Roma hub dell'arte contemporanea: dal quartiere Flaminio al Nomentano-Trieste, dopo il museo Maxxi di Zaha Hadid, taglio del nastro anche per il museo comunale Macro firmato da Odile Decq. Due opere finalmente pronte a dieci anni dal concorso di progettazione, come possono essere innovative a distanza di tanto tempo?

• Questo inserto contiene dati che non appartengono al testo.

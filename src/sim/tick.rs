//! Fixed-rate simulation tick
//!
//! Pipeline for one tick while playing:
//! spawn → motion → collisions → boundary sweep → game-over check.

use glam::Vec2;
use rand::Rng;

use super::collision;
use super::events::{GameEvent, TickReport};
use super::spawn::roll_obstacle;
use super::state::{Phase, World};
use super::sweep::sweep;
use crate::tuning::Tuning;

/// Advance the world by one tick.
///
/// `dt` feeds only the spawn clock; motion is per tick. Does nothing unless
/// the session is playing and the field has a real size.
pub fn tick<R: Rng + ?Sized>(world: &mut World, tuning: &Tuning, rng: &mut R, dt: f32) -> TickReport {
    let mut report = TickReport::default();

    if world.phase != Phase::Playing || world.field.is_degenerate() {
        return report;
    }

    world.ticks += 1;

    // Spawn
    let due = world.spawner.advance(dt, tuning.spawn_interval);
    for _ in 0..due {
        let roll = roll_obstacle(rng, world.field.width, tuning);
        let id = world.store.add_obstacle(
            roll.category,
            Vec2::new(roll.x, tuning.spawn_y),
            roll.size,
            roll.fall_speed,
        );
        report.push(GameEvent::Spawned {
            id,
            category: roll.category,
        });
    }

    // Motion
    world.store.advance(tuning.projectile_speed);

    // Collisions
    for hit in collision::resolve(&mut world.store, &tuning.points, &mut world.board) {
        report.push(GameEvent::Destroyed {
            projectile: hit.projectile,
            obstacle: hit.obstacle,
            category: hit.category,
            points: hit.points,
        });
    }

    // Boundary sweep
    let outcome = sweep(&mut world.store, world.field.height, tuning.projectile_despawn_y);
    for obstacle in &outcome.escaped {
        if obstacle.category.is_hazard() {
            log::debug!("{:?} {} reached bottom", obstacle.category, obstacle.id);
        }
        report.push(GameEvent::Escaped {
            id: obstacle.id,
            category: obstacle.category,
        });
    }
    if outcome.lives_lost > 0 {
        world.board.lose_lives(outcome.lives_lost);
        log::debug!(
            "Lost {} lives. Remaining: {}",
            outcome.lives_lost,
            world.board.lives()
        );
        report.push(GameEvent::LivesLost {
            count: outcome.lives_lost,
            remaining: world.board.lives(),
        });
    }

    // Game over check, after every update
    if world.board.is_out() {
        world.phase = Phase::GameOver;
        log::info!("Game over after {} ticks, final score {}", world.ticks, world.board.score());
        report.push(GameEvent::GameOver {
            final_score: world.board.score(),
        });
    }

    report
}
//! Projectile/obstacle collision detection and resolution
//!
//! Every live (projectile, obstacle) pair is tested once per tick. A pair hits
//! when the distance between centers is strictly less than the obstacle's
//! radius. Removals are batched until the whole pass is done.

use std::collections::HashSet;

use glam::Vec2;
use serde::{Deserialize, Serialize};

use super::entity::{Category, EntityId, EntityStore, Obstacle};
use super::score::Scoreboard;
use crate::tuning::PointTable;

/// One resolved projectile/obstacle hit
#[derive(Debug, Clone, Copy, PartialEq, Eq, Serialize, Deserialize)]
pub struct Hit {
    pub projectile: EntityId,
    pub obstacle: EntityId,
    pub category: Category,
    pub points: u64,
}

/// Check whether a projectile centered at `point` overlaps an obstacle
#[inline]
pub fn projectile_hits(point: Vec2, obstacle: &Obstacle) -> bool {
    point.distance(obstacle.pos) < obstacle.radius()
}

/// Find all hits for this tick, award their points, and remove both sides.
///
/// Pairs are visited projectile-major in store order. Each projectile and
/// each obstacle takes part in at most one hit per tick; the first qualifying
/// pair claims both.
pub fn resolve(store: &mut EntityStore, points: &PointTable, board: &mut Scoreboard) -> Vec<Hit> {
    let mut hits = Vec::new();
    let mut spent_projectiles: HashSet<EntityId> = HashSet::new();
    let mut spent_obstacles: HashSet<EntityId> = HashSet::new();

    for projectile in &store.projectiles {
        let target = store
            .obstacles
            .iter()
            .filter(|o| !spent_obstacles.contains(&o.id))
            .find(|o| projectile_hits(projectile.pos, o));

        if let Some(obstacle) = target {
            let awarded = points.for_category(obstacle.category);
            board.add_score(awarded);
            spent_projectiles.insert(projectile.id);
            spent_obstacles.insert(obstacle.id);
            hits.push(Hit {
                projectile: projectile.id,
                obstacle: obstacle.id,
                category: obstacle.category,
                points: awarded,
            });
        }
    }

    store.remove_projectiles(&spent_projectiles);
    store.remove_obstacles(&spent_obstacles);
    hits
}
//! Live obstacle and projectile collections
//!
//! Field-local coordinates: x grows to the right, y grows downward. Obstacles
//! fall (y increases), projectiles rise (y decreases). Horizontal positions
//! never change after creation.

use std::collections::HashSet;

use glam::Vec2;
use serde::{Deserialize, Serialize};

/// Entity identity, unique for the lifetime of one engine
pub type EntityId = u64;

/// Obstacle categories
#[derive(Debug, Clone, Copy, PartialEq, Eq, Hash, Serialize, Deserialize)]
pub enum Category {
    Coin,
    Diamond,
    Meteor,
    Bomb,
}

impl Category {
    pub const ALL: [Category; 4] = [
        Category::Coin,
        Category::Diamond,
        Category::Meteor,
        Category::Bomb,
    ];

    /// Hazards cost a life when they escape off the bottom
    pub fn is_hazard(self) -> bool {
        matches!(self, Category::Meteor | Category::Bomb)
    }

    /// Short instruction a host can show next to the category
    pub fn hint(self) -> &'static str {
        match self {
            Category::Coin => "Collect for +10 points",
            Category::Diamond => "Collect for +50 points",
            Category::Meteor | Category::Bomb => "Destroy or lose life!",
        }
    }
}

/// A falling obstacle
#[derive(Debug, Clone, PartialEq, Serialize, Deserialize)]
pub struct Obstacle {
    pub id: EntityId,
    pub pos: Vec2,
    /// Units per tick
    pub fall_speed: f32,
    /// Diameter; collision radius is half of this
    pub size: f32,
    pub category: Category,
}

impl Obstacle {
    #[inline]
    pub fn radius(&self) -> f32 {
        self.size / 2.0
    }
}

/// A player-fired projectile
#[derive(Debug, Clone, PartialEq, Serialize, Deserialize)]
pub struct Projectile {
    pub id: EntityId,
    pub pos: Vec2,
}

/// Owns every live entity (kept in creation order for determinism)
#[derive(Debug, Clone, Serialize, Deserialize)]
pub struct EntityStore {
    pub obstacles: Vec<Obstacle>,
    pub projectiles: Vec<Projectile>,
    /// Next entity ID (never reset, so removed IDs are never reused)
    next_id: EntityId,
}

impl Default for EntityStore {
    fn default() -> Self {
        Self {
            obstacles: Vec::new(),
            projectiles: Vec::new(),
            next_id: 1,
        }
    }
}

impl EntityStore {
    pub fn new() -> Self {
        Self::default()
    }

    /// Allocate a new entity ID
    pub fn next_entity_id(&mut self) -> EntityId {
        let id = self.next_id;
        self.next_id += 1;
        id
    }

    pub fn add_obstacle(
        &mut self,
        category: Category,
        pos: Vec2,
        size: f32,
        fall_speed: f32,
    ) -> EntityId {
        debug_assert!(size > 0.0, "obstacle size must be positive");
        let id = self.next_entity_id();
        self.obstacles.push(Obstacle {
            id,
            pos,
            fall_speed,
            size,
            category,
        });
        id
    }

    pub fn add_projectile(&mut self, pos: Vec2) -> EntityId {
        let id = self.next_entity_id();
        self.projectiles.push(Projectile { id, pos });
        id
    }

    /// Move every entity by one tick
    pub fn advance(&mut self, projectile_speed: f32) {
        for obstacle in &mut self.obstacles {
            obstacle.pos.y += obstacle.fall_speed;
        }
        for projectile in &mut self.projectiles {
            projectile.pos.y -= projectile_speed;
        }
    }

    pub fn remove_obstacles(&mut self, ids: &HashSet<EntityId>) {
        if !ids.is_empty() {
            self.obstacles.retain(|o| !ids.contains(&o.id));
        }
    }

    pub fn remove_projectiles(&mut self, ids: &HashSet<EntityId>) {
        if !ids.is_empty() {
            self.projectiles.retain(|p| !ids.contains(&p.id));
        }
    }

    /// Drop every live entity
    pub fn clear(&mut self) {
        self.obstacles.clear();
        self.projectiles.clear();
    }

    #[cfg(test)]
    pub(crate) fn is_empty(&self) -> bool {
        self.obstacles.is_empty() && self.projectiles.is_empty()
    }
}
impl Engine<Pcg32> {
    /// Create an engine with a deterministic seed and default tuning
    pub fn new(seed: u64) -> Self {
        Self::with_tuning(seed, Tuning::default())
    }

    /// Create an engine with a deterministic seed and custom tuning
    pub fn with_tuning(seed: u64, tuning: Tuning) -> Self {
        let mut engine = Self::with_rng(Pcg32::seed_from_u64(seed), tuning);
        engine.seed = Some(seed);
        engine
    }

    /// Create an engine with a non-deterministic seed
    pub fn from_entropy() -> Self {
        let seed: u64 = rand::random();
        log::info!("Engine seeded with {}", seed);
        Self::new(seed)
    }
}

impl<R: Rng> Engine<R> {
    /// Create an engine around any random generator
    pub fn with_rng(rng: R, tuning: Tuning) -> Self {
        let tuning = tuning.sanitized();
        Self {
            world: World::new(tuning.starting_lives),
            tuning,
            rng,
            seed: None,
        }
    }

    /// Start a new session from any phase
    pub fn start(&mut self) {
        self.world.begin_session(self.tuning.starting_lives);
        log::info!(
            "Session started (lives: {}, field: {}x{})",
            self.world.board.lives(),
            self.world.field.width,
            self.world.field.height
        );
    }

    /// Same as [`Engine::start`]
    pub fn restart(&mut self) {
        self.start();
    }

    /// Abandon the current session and go back to idle
    pub fn stop(&mut self) {
        if self.world.phase == Phase::Idle {
            return;
        }
        self.world.end_session();
        log::info!("Session stopped with score {}", self.world.board.score());
    }

    /// Advance the simulation by one frame
    pub fn tick(&mut self, dt: f32) -> TickReport {
        tick(&mut self.world, &self.tuning, &mut self.rng, dt)
    }

    /// Forward horizontal drag input
    pub fn set_player_position(&mut self, x: f32, field_width: f32) {
        let field = Field {
            width: sanitize_extent(field_width),
            height: self.world.field.height,
        };
        self.world.set_field(field, self.tuning.field_margin);
        self.world.move_player(x, self.tuning.field_margin);
    }

    /// Fire a projectile from the player's muzzle.
    ///
    /// Returns the new projectile's ID, or `None` when not playing.
    pub fn shoot(&mut self, width: f32, height: f32) -> Option<EntityId> {
        self.resize(width, height);
        if self.world.phase != Phase::Playing || self.world.field.is_degenerate() {
            return None;
        }
        let muzzle = Vec2::new(
            self.world.player_x,
            self.world.field.height - self.tuning.muzzle_offset,
        );
        Some(self.world.store.add_projectile(muzzle))
    }

    /// Report a new field size (layout pass)
    pub fn resize(&mut self, width: f32, height: f32) {
        self.world.set_field(Field::new(width, height), self.tuning.field_margin);
    }

    pub fn score(&self) -> u64 {
        self.world.board.score()
    }

    pub fn lives(&self) -> u32 {
        self.world.board.lives()
    }

    pub fn phase(&self) -> Phase {
        self.world.phase
    }

    pub fn obstacles(&self) -> &[Obstacle] {
        &self.world.store.obstacles
    }

    pub fn projectiles(&self) -> &[Projectile] {
        &self.world.store.projectiles
    }

    pub fn player_x(&self) -> f32 {
        self.world.player_x
    }

    pub fn field(&self) -> Field {
        self.world.field
    }

    pub fn seed(&self) -> Option<u64> {
        self.seed
    }

    /// Ticks simulated in the current session
    pub fn ticks(&self) -> u64 {
        self.world.ticks
    }

    pub fn tuning(&self) -> &Tuning {
        &self.tuning
    }

    /// Read-only view of the full simulation state (for snapshots)
    pub fn world(&self) -> &World {
        &self.world
    }
}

L'architetto per definizione deve pensare al domani. I musei in particolare si riferiscono a concetti come la cultura e l'arte che non invecchiano, anzi più spesso anticipano l'evoluzione delle cose. La forza del Macro sta nel fatto che questo museo è stato pensato per aprirsi alla città e per far entrare la città nel museo, un concetto attualissimo. L'architettura offre percorsi molteplici e diversificati per andare alla scoperta delle opere d'arte. Accade spesso che nei musei contemporanei gli architetti dirigano con eccessiva determinazione i percorsi dei visitatori, io ho cercato di proporre punti di vista diversi.
Come?
Con un viaggio personalizzato, anche con passerelle in quota. I percorsi museali non sono necessariamente orizzontali, ho creato delle pendenze che hanno effetti destabilizzanti e obbligano il visitatore a riferirsi al proprio centro di gravità, al proprio corpo. Un'inversione di tendenza che consente a ciascun visitatore di farsi un'idea personale dello spazio dell'arte. Non volevo ci fosse un atteggiamento passivo.
Inevitabili i confronti con l'altro museo romano che apre le porte sempre in questi giorni a Roma, il Maxxi griffato dall'archistar anglo-irachena. Quello di Zaha Hadid è un lanmark, cosa vuole essere il suo Macro?
Il Macro è frutto di un progetto di riconversione di un edificio industriale esistente, quello dell'ex fabbrica Peroni. È un intervento realizzato con un budget molto inferiore, 25milioni di euro contro i 150 del Maxxi. Non è un oggetto, io non penso ci sia la necessità di gettarsi all'esterno, ho pensato ad un luogo con un'anima. All'interno il Macro è un landlmark.
Nel foyer principale il protagonista è un volume rosso, che sale dalla pavimentazione e che racchiude l'auditorium, è questo il cuore pulsante del suo progetto?
Sì. Per me il cuore rosso è la vita, l'arte è tale se ha vita. Gli spazi del Macro dedicati al lavoro degli artisti sono stati concepiti per essere neutrali, per far emergere le opere, altri spazi come quello dell'auditorium hanno un'identità più forte: questo è tutto rosso, satinato fuori e laccato lucido dentro.